> **TASK GOAL**: Line by line, check the data for the string "info" and state how many lines have it, nothing more.

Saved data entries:
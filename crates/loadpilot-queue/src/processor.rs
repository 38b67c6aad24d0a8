//! Request processor — the dispatch loop.
//!
//! One long-lived task dequeues requests and routes each through the
//! load balancer. Work runs in its own task, bounded by an in-flight
//! semaphore, so a slow component never stalls routing. Retries are
//! re-submitted through the queue after the backoff delay; the loop
//! itself never sleeps on a retry.

use std::collections::VecDeque;
use std::future::Future;
use std::pin::Pin;
use std::sync::Arc;
use std::sync::atomic::{AtomicBool, Ordering};
use std::time::Duration;

use serde::{Deserialize, Serialize};
use tokio::sync::{Mutex, OwnedSemaphorePermit, Semaphore, watch};
use tokio::time::Instant;
use tracing::{debug, info, warn};

use loadpilot_balancer::{LoadBalancer, Selection};
use loadpilot_metrics::{MetricsStore, ProcessorCounters};
use loadpilot_state::{
    CapacityRegistry, ComponentId, CompletionRecord, Priority, RejectReason, RequestOutcome,
    WorkloadRequest, epoch_millis,
};

/// Future returned by a [`WorkFn`].
pub type WorkFuture = Pin<Box<dyn Future<Output = anyhow::Result<()>> + Send>>;

/// Executes one unit of work on a component.
///
/// Called with the chosen component id and the request. An `Err` counts
/// as a failed request.
pub type WorkFn = Arc<dyn Fn(ComponentId, WorkloadRequest) -> WorkFuture + Send + Sync>;

/// Work function that sleeps for the request's estimated duration.
pub fn simulated_work() -> WorkFn {
    Arc::new(|_component: ComponentId, request: WorkloadRequest| -> WorkFuture {
        Box::pin(async move {
            tokio::time::sleep(Duration::from_millis(request.estimated_duration_ms)).await;
            Ok(())
        })
    })
}

/// Result of a submission.
#[derive(Debug, Clone, Copy, PartialEq, Eq, Serialize, Deserialize)]
#[serde(rename_all = "snake_case", tag = "status", content = "reason")]
pub enum SubmitOutcome {
    Accepted,
    Rejected(RejectReason),
}

impl SubmitOutcome {
    pub fn is_accepted(&self) -> bool {
        matches!(self, SubmitOutcome::Accepted)
    }
}

#[derive(Debug, Clone)]
pub struct ProcessorSettings {
    /// Upper bound on any request's own `max_retries`.
    pub max_retries: u32,
    pub retry_backoff: Duration,
    pub dequeue_timeout: Duration,
    pub max_in_flight: usize,
    /// System load ratio above which low-priority work is shed.
    pub load_shed_threshold: f64,
    pub completion_history: usize,
}

impl Default for ProcessorSettings {
    fn default() -> Self {
        Self {
            max_retries: 3,
            retry_backoff: Duration::from_millis(500),
            dequeue_timeout: Duration::from_secs(1),
            max_in_flight: 256,
            load_shed_threshold: 0.95,
            completion_history: 100,
        }
    }
}

pub struct RequestProcessor {
    queue: crate::RequestQueue,
    balancer: Arc<LoadBalancer>,
    registry: CapacityRegistry,
    metrics: MetricsStore,
    work: WorkFn,
    settings: ProcessorSettings,
    in_flight: Arc<Semaphore>,
    counters: Mutex<ProcessorCounters>,
    completions: Mutex<VecDeque<CompletionRecord>>,
    closed: AtomicBool,
}

impl RequestProcessor {
    pub fn new(
        queue: crate::RequestQueue,
        balancer: Arc<LoadBalancer>,
        metrics: MetricsStore,
        work: WorkFn,
        settings: ProcessorSettings,
    ) -> Self {
        let registry = balancer.registry().clone();
        let permits = settings.max_in_flight.max(1);
        Self {
            queue,
            balancer,
            registry,
            metrics,
            work,
            in_flight: Arc::new(Semaphore::new(permits)),
            settings,
            counters: Mutex::new(ProcessorCounters::default()),
            completions: Mutex::new(VecDeque::new()),
            closed: AtomicBool::new(false),
        }
    }

    pub fn queue(&self) -> &crate::RequestQueue {
        &self.queue
    }

    /// Accept a request into the queue.
    pub async fn submit(&self, request: WorkloadRequest) -> SubmitOutcome {
        self.counters.lock().await.submitted += 1;

        if self.closed.load(Ordering::Acquire) {
            self.reject(request, RejectReason::ShuttingDown).await;
            return SubmitOutcome::Rejected(RejectReason::ShuttingDown);
        }

        match self.queue.submit(request).await {
            Ok(()) => {
                self.counters.lock().await.accepted += 1;
                SubmitOutcome::Accepted
            }
            Err(request) => {
                warn!(request = %request.id, priority = ?request.priority, "queue full, request rejected");
                self.reject(request, RejectReason::QueueFull).await;
                SubmitOutcome::Rejected(RejectReason::QueueFull)
            }
        }
    }

    /// Shed queued work below normal priority if the system is saturated.
    /// Returns how many requests were dropped.
    pub async fn shed_if_saturated(&self) -> usize {
        let ratio = self.registry.system_load_ratio().await;
        if ratio <= self.settings.load_shed_threshold {
            return 0;
        }

        let dropped = self.queue.shed_below(Priority::Normal).await;
        for request in &dropped {
            warn!(
                request = %request.id,
                priority = ?request.priority,
                load_ratio = ratio,
                "request shed under saturation"
            );
        }
        let count = dropped.len();
        if count > 0 {
            self.counters.lock().await.shed += count as u64;
            for request in dropped {
                self.archive(record(&request, RequestOutcome::Shed)).await;
            }
        }
        count
    }

    /// Route one dequeued request. Consumes the in-flight permit.
    pub async fn process(self: &Arc<Self>, request: WorkloadRequest, permit: OwnedSemaphorePermit) {
        if request.is_expired(epoch_millis()) {
            debug!(request = %request.id, "deadline passed before dispatch");
            self.reject(request, RejectReason::DeadlineExceeded).await;
            return;
        }

        let Some(selection) = self.balancer.select_component(&request).await else {
            self.retry_or_reject(request).await;
            return;
        };

        if let Err(e) = self.registry.update_load(&selection.component, 1).await {
            warn!(component = %selection.component, error = %e, "dispatch to unregistered component");
            self.metrics.record_rejection(&selection.component).await;
            self.retry_or_reject(request).await;
            return;
        }
        self.counters.lock().await.dispatched += 1;

        let this = Arc::clone(self);
        tokio::spawn(async move {
            this.execute(request, selection).await;
            drop(permit);
        });
    }

    async fn execute(&self, request: WorkloadRequest, selection: Selection) {
        let started = Instant::now();
        let result = (self.work)(selection.component.clone(), request.clone()).await;
        let latency_ms = started.elapsed().as_secs_f64() * 1000.0;
        let success = result.is_ok();

        self.metrics
            .record_completion(&selection.component, latency_ms, success)
            .await;
        if let Err(e) = self.registry.update_load(&selection.component, -1).await {
            warn!(component = %selection.component, error = %e, "failed to release task slot");
        }
        self.balancer
            .record_outcome(selection.algorithm, success, latency_ms)
            .await;

        let mut rec = record(
            &request,
            if success {
                RequestOutcome::Succeeded
            } else {
                RequestOutcome::Failed
            },
        );
        rec.component = Some(selection.component.clone());
        rec.algorithm = Some(selection.algorithm);
        rec.latency_ms = latency_ms;

        match result {
            Ok(()) => {
                self.counters.lock().await.succeeded += 1;
                debug!(request = %request.id, component = %selection.component, latency_ms, "request completed");
            }
            Err(e) => {
                self.counters.lock().await.failed += 1;
                warn!(request = %request.id, component = %selection.component, error = %e, "request failed");
                rec.error = Some(e.to_string());
            }
        }
        self.archive(rec).await;
    }

    async fn retry_or_reject(self: &Arc<Self>, mut request: WorkloadRequest) {
        let limit = request.max_retries.min(self.settings.max_retries);
        if request.retry_count >= limit {
            warn!(request = %request.id, retries = request.retry_count, "no healthy component, request rejected");
            self.reject(request, RejectReason::NoHealthyComponent).await;
            return;
        }

        self.counters.lock().await.retried += 1;
        request.retry_count += 1;
        debug!(request = %request.id, attempt = request.retry_count, "no candidate, retrying after backoff");

        let this = Arc::clone(self);
        let backoff = self.settings.retry_backoff;
        tokio::spawn(async move {
            tokio::time::sleep(backoff).await;
            if this.closed.load(Ordering::Acquire) {
                this.reject(request, RejectReason::ShuttingDown).await;
            } else if let Err(request) = this.queue.submit(request).await {
                this.reject(request, RejectReason::QueueFull).await;
            }
        });
    }

    async fn reject(&self, request: WorkloadRequest, reason: RejectReason) {
        self.counters.lock().await.rejected += 1;
        self.archive(record(&request, RequestOutcome::Rejected(reason)))
            .await;
    }

    async fn archive(&self, record: CompletionRecord) {
        let mut completions = self.completions.lock().await;
        completions.push_back(record);
        while completions.len() > self.settings.completion_history {
            completions.pop_front();
        }
    }

    /// Most recent completion records, oldest first.
    pub async fn completions(&self) -> Vec<CompletionRecord> {
        self.completions.lock().await.iter().cloned().collect()
    }

    /// Seed the completion history from persisted state.
    pub async fn restore_completions(&self, records: Vec<CompletionRecord>) {
        let mut completions = self.completions.lock().await;
        completions.clear();
        let skip = records.len().saturating_sub(self.settings.completion_history);
        completions.extend(records.into_iter().skip(skip));
    }

    pub async fn counters(&self) -> ProcessorCounters {
        let mut counters = *self.counters.lock().await;
        let max = self.settings.max_in_flight.max(1);
        counters.in_flight = max.saturating_sub(self.in_flight.available_permits()) as u64;
        counters
    }

    /// Run the dispatch loop until shutdown, then wait for in-flight
    /// work and reject whatever is still queued.
    pub async fn run(self: Arc<Self>, mut shutdown: watch::Receiver<bool>) {
        info!(
            queue_capacity = self.queue.capacity(),
            max_in_flight = self.settings.max_in_flight,
            "request processor started"
        );

        loop {
            if *shutdown.borrow() {
                break;
            }
            self.shed_if_saturated().await;

            let permit = tokio::select! {
                permit = Arc::clone(&self.in_flight).acquire_owned() => match permit {
                    Ok(permit) => permit,
                    Err(_) => break,
                },
                _ = shutdown.changed() => break,
            };

            let request = tokio::select! {
                request = self.queue.dequeue(self.settings.dequeue_timeout) => request,
                _ = shutdown.changed() => break,
            };

            if let Some(request) = request {
                self.process(request, permit).await;
            }
        }

        self.closed.store(true, Ordering::Release);
        let max = u32::try_from(self.settings.max_in_flight.max(1)).unwrap_or(u32::MAX);
        let _ = self.in_flight.acquire_many(max).await;

        let leftover = self.queue.drain().await;
        if !leftover.is_empty() {
            info!(count = leftover.len(), "rejecting queued requests at shutdown");
        }
        for request in leftover {
            self.reject(request, RejectReason::ShuttingDown).await;
        }
        info!("request processor stopped");
    }
}

fn record(request: &WorkloadRequest, outcome: RequestOutcome) -> CompletionRecord {
    CompletionRecord {
        request_id: request.id.clone(),
        workload_type: request.workload_type,
        priority: request.priority,
        component: None,
        algorithm: None,
        outcome,
        latency_ms: 0.0,
        retry_count: request.retry_count,
        error: None,
        completed_at: epoch_millis(),
    }
}
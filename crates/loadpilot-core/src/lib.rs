//! loadpilot-core — shared enumerations and configuration.
//!
//! Every decision point in loadpilot (algorithm selection, status
//! derivation, trigger evaluation) switches over one of the tagged
//! enumerations in [`types`]. The [`config`] module parses the static
//! startup configuration (`loadpilot.toml`) and validates it before any
//! control loop starts.

pub mod config;
pub mod types;

pub use config::{
    AlertSettings, ComponentConfig, ConfigError, ConfigResult, ControllerSettings, HealthSettings,
    LoadPilotConfig, PersistenceSettings, PolicyConfig, RuleConfig, ScalingSettings,
};
pub use types::*;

> **THE COMPLETED TASK**: 4